● **YOUR GOAL**:
Across the listing, how many lines contain "vector"? The reply is the number alone.
>>>>
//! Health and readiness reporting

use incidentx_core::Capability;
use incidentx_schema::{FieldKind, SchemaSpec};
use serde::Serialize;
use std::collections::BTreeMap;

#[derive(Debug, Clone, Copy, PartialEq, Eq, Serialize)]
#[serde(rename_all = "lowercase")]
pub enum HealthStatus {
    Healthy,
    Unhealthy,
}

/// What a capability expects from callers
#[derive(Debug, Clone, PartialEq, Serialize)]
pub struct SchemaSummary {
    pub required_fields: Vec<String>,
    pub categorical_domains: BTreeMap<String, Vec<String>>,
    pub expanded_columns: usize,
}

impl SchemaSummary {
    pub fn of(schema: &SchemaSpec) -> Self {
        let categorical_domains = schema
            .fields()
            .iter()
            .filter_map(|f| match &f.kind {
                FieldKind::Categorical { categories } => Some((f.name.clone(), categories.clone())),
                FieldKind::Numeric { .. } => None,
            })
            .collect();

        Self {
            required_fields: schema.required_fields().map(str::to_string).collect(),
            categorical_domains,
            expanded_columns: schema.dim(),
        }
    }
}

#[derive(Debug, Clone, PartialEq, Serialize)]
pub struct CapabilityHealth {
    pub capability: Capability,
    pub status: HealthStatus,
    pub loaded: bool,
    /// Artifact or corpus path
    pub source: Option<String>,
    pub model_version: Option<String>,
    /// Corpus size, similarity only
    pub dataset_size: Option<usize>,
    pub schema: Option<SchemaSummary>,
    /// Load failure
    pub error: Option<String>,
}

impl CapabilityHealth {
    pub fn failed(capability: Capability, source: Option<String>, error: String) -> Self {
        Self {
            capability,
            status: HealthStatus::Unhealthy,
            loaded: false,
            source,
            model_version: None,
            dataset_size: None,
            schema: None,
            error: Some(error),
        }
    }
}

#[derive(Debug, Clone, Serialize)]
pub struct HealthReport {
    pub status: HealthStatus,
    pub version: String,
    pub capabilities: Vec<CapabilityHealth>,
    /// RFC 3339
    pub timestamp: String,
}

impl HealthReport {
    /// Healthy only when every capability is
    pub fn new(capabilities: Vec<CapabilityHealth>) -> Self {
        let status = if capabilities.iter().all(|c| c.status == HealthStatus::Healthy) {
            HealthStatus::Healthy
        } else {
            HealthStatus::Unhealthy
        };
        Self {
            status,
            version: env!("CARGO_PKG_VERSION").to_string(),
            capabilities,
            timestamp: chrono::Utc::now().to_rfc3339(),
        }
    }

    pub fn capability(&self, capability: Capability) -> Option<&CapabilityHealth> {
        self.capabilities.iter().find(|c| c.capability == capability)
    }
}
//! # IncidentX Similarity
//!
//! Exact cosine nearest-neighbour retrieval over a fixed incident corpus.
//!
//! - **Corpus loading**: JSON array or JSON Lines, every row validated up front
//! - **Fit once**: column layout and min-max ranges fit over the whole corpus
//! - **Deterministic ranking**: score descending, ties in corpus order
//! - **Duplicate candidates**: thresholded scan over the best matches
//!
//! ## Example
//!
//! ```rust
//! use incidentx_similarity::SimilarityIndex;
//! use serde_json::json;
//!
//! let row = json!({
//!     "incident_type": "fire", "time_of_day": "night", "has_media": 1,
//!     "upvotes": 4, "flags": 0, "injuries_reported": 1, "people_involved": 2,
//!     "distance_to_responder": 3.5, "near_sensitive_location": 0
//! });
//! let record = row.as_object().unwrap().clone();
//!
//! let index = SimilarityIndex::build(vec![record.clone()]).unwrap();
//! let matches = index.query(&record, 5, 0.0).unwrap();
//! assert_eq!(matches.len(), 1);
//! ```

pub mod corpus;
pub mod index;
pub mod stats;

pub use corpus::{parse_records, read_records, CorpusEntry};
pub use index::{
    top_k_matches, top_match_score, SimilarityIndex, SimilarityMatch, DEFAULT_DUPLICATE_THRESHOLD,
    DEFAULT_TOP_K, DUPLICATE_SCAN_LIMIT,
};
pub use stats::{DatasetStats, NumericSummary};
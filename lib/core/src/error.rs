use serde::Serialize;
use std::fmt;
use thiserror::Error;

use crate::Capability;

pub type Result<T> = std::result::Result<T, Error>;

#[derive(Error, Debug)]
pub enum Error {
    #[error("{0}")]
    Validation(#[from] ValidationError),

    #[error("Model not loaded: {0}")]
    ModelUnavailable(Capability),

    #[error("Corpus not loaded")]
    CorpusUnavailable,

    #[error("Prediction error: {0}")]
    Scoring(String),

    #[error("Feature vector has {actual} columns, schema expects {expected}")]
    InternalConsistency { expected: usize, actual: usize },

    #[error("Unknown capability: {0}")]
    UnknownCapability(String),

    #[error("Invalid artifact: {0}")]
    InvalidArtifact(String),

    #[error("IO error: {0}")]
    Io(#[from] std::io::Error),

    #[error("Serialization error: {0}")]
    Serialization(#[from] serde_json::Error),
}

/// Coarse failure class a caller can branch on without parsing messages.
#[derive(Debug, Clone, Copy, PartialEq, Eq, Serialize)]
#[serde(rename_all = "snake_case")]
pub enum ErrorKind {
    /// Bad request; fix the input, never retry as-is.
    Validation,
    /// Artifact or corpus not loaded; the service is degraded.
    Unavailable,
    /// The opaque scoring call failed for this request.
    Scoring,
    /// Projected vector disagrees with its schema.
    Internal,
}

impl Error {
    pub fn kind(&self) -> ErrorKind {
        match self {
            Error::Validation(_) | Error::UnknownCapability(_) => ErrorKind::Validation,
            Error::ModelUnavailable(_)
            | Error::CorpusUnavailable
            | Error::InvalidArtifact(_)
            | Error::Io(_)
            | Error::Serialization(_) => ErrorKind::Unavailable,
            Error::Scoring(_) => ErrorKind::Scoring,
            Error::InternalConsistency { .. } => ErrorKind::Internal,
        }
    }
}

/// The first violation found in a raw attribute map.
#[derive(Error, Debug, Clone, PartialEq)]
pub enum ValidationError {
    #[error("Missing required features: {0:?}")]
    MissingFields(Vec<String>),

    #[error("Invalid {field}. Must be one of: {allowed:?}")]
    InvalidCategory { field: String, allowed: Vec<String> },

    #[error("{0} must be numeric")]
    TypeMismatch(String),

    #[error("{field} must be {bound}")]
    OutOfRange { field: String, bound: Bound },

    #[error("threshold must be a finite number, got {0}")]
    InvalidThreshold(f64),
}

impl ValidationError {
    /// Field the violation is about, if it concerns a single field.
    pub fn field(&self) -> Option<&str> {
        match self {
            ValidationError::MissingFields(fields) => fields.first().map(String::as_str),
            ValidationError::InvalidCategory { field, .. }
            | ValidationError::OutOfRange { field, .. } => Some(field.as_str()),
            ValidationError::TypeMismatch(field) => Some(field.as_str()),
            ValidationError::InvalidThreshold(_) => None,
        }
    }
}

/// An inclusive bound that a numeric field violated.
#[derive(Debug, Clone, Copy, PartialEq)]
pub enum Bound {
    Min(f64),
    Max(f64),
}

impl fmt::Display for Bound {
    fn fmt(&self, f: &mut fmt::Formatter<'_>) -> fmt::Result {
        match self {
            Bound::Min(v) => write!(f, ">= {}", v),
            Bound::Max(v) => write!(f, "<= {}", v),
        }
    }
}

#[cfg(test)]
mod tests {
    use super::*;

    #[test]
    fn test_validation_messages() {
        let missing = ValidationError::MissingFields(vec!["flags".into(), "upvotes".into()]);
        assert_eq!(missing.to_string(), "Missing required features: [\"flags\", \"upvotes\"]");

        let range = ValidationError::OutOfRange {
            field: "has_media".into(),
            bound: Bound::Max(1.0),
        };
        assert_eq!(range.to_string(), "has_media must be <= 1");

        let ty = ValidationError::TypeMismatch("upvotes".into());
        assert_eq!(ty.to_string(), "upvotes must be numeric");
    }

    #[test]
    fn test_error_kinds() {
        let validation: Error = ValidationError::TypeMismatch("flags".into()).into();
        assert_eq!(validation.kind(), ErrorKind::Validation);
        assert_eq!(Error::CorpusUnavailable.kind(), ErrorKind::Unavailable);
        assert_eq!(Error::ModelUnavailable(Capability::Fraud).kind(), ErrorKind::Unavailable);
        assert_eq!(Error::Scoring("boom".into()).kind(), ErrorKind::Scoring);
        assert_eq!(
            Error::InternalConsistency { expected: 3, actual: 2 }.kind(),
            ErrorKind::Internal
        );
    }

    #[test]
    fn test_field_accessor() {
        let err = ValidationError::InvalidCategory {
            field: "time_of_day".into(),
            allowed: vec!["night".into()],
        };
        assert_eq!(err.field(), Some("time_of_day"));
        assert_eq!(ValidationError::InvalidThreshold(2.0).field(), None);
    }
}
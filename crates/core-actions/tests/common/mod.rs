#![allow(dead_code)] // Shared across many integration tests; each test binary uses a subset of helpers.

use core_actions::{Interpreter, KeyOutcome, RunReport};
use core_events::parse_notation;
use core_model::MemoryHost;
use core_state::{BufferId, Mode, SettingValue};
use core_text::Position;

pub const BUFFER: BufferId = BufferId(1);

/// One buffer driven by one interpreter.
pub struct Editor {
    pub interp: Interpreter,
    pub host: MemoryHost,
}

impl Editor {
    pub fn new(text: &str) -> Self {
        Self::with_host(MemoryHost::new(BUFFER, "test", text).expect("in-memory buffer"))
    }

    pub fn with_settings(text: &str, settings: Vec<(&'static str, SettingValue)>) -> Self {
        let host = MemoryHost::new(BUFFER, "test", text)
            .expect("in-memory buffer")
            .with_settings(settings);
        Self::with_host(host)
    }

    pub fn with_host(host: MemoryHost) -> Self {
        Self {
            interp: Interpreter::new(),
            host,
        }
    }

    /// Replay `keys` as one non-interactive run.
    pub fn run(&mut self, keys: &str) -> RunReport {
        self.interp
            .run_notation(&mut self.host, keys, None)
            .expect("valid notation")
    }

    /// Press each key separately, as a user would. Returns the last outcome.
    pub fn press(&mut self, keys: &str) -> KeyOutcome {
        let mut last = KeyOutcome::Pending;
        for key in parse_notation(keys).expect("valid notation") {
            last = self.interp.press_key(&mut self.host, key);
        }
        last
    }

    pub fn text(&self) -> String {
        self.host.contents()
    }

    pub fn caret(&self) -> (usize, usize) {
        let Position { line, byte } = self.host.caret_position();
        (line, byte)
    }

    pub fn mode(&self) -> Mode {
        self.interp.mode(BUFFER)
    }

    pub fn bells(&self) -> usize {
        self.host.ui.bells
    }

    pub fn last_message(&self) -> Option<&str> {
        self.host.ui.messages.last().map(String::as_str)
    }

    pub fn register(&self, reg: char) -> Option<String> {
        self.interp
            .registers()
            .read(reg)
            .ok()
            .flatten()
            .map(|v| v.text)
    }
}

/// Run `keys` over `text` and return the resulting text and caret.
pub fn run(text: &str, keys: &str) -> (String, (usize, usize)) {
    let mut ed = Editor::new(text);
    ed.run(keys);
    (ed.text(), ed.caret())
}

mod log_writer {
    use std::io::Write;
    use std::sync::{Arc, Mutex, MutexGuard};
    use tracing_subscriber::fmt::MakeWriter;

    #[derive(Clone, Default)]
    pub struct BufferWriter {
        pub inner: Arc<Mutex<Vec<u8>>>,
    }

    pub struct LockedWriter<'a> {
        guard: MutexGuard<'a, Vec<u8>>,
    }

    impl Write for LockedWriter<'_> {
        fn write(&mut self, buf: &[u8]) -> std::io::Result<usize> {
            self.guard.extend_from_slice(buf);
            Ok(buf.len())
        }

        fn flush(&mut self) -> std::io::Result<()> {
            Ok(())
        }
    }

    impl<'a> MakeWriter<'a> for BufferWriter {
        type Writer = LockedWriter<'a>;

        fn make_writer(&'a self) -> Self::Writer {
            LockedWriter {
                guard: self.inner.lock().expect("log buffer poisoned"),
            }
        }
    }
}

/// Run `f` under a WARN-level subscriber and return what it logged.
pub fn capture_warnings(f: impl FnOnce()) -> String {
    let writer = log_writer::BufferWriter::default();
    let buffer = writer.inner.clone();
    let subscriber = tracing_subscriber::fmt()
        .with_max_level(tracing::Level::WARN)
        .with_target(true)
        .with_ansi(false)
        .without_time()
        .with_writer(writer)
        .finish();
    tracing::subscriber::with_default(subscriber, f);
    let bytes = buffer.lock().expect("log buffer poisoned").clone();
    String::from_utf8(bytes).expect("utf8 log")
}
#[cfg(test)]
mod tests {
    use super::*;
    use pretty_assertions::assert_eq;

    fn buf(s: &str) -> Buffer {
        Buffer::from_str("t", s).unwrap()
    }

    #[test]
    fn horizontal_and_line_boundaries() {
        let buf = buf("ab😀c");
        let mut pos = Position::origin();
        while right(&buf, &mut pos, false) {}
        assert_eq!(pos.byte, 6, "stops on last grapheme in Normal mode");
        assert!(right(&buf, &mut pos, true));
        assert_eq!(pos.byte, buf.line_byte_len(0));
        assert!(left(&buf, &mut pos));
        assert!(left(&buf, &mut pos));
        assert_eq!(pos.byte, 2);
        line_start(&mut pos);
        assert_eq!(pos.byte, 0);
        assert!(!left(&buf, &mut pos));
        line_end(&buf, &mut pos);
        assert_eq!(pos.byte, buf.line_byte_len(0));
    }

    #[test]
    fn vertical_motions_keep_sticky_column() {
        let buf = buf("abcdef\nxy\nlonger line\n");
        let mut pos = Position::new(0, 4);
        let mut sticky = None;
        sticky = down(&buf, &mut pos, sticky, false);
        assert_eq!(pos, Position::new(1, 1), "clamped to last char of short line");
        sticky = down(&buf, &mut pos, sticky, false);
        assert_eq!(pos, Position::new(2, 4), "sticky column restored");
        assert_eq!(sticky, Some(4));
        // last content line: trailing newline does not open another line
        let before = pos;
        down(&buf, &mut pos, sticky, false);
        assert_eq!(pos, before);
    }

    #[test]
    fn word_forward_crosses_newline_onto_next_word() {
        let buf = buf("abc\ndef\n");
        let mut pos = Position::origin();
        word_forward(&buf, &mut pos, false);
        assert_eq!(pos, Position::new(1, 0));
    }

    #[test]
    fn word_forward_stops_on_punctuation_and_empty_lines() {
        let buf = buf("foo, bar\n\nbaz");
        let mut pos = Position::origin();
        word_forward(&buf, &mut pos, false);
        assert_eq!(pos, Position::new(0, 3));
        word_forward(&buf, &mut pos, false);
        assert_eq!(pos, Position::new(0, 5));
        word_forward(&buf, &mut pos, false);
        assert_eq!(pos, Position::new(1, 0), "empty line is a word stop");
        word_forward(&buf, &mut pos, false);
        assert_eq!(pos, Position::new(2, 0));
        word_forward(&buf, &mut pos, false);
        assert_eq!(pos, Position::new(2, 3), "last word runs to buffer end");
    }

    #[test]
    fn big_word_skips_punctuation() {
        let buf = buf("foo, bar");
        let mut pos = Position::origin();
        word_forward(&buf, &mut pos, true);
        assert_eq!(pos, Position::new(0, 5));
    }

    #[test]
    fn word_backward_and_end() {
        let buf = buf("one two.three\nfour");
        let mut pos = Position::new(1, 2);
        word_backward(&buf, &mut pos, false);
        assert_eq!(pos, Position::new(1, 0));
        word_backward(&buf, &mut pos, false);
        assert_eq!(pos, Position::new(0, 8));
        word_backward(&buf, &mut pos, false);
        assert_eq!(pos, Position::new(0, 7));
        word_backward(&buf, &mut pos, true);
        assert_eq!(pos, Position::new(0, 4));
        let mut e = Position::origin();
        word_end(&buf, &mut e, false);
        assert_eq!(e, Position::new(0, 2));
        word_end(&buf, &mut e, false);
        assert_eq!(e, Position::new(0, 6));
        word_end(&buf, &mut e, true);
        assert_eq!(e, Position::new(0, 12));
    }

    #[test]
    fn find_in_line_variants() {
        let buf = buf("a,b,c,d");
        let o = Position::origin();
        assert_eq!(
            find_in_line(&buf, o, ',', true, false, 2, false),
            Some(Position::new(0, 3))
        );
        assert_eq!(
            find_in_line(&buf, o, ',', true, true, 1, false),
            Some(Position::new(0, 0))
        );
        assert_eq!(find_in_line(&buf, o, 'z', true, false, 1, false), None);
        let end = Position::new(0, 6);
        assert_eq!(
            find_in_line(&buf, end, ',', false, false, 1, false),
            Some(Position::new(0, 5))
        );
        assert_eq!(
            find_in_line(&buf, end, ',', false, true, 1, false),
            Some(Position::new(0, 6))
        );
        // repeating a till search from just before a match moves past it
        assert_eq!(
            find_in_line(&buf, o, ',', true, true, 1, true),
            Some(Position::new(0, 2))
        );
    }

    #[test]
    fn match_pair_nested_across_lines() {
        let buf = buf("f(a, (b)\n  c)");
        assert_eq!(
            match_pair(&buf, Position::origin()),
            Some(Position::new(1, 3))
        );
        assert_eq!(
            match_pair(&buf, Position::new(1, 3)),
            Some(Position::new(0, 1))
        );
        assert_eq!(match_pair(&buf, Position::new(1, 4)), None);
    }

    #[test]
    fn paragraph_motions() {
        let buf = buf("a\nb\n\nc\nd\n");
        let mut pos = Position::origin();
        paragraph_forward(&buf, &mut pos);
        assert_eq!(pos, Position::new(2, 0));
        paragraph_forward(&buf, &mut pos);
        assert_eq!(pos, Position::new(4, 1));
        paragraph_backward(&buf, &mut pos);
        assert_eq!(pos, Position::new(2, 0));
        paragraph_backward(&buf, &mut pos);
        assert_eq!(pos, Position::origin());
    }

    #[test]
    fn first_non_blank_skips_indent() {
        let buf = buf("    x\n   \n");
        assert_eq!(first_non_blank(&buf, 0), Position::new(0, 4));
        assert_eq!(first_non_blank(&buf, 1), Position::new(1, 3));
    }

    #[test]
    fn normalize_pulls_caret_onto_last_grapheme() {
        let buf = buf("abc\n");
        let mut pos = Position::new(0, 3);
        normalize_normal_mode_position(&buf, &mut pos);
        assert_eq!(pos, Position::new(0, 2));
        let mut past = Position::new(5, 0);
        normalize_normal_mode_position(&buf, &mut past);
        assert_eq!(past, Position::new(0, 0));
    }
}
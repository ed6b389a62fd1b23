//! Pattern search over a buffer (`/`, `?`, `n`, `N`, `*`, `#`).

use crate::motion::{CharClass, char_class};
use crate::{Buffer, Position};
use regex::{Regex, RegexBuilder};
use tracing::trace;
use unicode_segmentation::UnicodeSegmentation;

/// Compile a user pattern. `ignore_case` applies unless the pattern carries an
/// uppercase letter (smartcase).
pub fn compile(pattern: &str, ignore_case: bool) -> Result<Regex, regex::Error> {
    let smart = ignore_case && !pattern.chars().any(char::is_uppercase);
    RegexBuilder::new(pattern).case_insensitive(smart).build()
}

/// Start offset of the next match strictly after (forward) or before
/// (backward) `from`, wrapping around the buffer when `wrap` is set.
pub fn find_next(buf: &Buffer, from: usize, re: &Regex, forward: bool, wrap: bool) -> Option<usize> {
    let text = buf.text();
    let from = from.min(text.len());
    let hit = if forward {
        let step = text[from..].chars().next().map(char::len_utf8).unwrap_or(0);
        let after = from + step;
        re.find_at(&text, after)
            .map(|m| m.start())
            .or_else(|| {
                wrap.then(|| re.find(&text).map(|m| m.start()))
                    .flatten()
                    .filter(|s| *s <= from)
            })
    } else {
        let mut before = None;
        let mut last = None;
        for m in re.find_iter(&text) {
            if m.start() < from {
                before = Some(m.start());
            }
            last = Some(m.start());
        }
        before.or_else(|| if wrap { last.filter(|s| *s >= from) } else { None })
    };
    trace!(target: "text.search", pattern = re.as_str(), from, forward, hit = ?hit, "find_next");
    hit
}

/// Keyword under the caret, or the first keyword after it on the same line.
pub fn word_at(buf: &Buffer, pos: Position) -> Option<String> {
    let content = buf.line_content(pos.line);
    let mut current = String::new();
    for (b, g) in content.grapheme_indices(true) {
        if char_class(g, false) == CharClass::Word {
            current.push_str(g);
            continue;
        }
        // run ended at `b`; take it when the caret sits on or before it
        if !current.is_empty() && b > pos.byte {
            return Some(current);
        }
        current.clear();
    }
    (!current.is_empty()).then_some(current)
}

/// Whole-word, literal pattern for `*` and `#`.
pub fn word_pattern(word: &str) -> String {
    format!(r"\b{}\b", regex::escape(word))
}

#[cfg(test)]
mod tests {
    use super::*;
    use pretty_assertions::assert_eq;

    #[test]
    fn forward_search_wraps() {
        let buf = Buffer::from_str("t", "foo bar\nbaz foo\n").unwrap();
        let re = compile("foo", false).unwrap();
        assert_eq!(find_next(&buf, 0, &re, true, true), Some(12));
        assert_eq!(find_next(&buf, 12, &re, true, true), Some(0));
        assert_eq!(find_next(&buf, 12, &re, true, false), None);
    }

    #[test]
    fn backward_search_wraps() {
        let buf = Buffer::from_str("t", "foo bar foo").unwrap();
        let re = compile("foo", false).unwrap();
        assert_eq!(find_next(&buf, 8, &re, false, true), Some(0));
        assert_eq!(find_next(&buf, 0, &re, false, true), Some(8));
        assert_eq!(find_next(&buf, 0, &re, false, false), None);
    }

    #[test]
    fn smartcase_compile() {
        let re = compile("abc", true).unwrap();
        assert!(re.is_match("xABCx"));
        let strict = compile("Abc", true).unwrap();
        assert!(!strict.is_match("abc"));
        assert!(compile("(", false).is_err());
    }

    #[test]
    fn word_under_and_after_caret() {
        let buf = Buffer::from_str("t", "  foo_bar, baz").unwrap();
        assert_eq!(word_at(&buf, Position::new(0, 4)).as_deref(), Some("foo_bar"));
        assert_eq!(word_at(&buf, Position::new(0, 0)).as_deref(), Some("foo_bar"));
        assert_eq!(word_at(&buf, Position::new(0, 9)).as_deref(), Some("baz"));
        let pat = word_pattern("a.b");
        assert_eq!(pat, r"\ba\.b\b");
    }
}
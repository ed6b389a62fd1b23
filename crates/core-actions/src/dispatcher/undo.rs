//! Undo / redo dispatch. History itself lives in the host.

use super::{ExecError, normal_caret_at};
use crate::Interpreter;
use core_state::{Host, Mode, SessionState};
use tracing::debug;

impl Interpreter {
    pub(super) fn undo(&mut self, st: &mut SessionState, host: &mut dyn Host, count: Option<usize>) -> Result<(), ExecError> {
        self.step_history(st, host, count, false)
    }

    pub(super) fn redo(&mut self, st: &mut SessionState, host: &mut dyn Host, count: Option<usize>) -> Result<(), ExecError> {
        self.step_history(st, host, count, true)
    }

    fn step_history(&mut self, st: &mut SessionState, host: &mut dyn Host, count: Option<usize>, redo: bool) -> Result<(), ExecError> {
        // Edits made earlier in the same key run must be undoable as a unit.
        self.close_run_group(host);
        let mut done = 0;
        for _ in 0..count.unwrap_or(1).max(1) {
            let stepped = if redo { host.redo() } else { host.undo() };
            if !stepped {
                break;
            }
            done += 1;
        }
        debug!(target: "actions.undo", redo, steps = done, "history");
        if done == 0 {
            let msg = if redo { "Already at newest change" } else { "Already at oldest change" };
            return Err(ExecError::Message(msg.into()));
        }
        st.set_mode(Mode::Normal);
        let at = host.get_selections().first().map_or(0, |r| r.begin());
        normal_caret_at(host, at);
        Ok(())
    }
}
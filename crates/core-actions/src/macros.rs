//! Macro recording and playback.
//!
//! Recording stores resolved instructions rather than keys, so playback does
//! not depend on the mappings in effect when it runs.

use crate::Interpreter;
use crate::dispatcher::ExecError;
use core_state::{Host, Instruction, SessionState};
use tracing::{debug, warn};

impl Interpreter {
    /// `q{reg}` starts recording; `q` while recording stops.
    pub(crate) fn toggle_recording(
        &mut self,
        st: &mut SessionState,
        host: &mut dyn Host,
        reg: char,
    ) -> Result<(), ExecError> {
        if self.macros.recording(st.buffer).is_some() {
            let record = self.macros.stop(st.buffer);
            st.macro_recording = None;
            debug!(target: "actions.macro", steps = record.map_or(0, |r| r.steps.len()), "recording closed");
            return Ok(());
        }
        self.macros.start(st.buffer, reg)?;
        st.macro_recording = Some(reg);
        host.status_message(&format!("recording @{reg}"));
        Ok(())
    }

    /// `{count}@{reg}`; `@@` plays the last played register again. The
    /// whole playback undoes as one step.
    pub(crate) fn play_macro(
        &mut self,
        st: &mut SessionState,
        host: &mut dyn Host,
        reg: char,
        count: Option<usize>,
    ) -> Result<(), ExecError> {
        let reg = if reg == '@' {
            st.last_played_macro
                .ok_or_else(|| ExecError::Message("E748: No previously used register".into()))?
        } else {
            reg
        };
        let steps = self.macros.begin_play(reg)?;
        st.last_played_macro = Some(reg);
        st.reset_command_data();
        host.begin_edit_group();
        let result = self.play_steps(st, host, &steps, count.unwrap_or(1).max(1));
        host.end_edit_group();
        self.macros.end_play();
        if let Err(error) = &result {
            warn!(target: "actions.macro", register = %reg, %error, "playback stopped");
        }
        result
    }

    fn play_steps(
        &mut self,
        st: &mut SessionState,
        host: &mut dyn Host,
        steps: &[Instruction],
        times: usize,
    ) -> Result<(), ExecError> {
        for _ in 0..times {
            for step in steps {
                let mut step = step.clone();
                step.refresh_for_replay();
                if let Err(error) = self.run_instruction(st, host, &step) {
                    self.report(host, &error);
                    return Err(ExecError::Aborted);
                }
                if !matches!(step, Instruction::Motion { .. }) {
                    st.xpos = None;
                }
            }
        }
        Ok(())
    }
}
<<<<
● **EXERCISE RESULT**:
2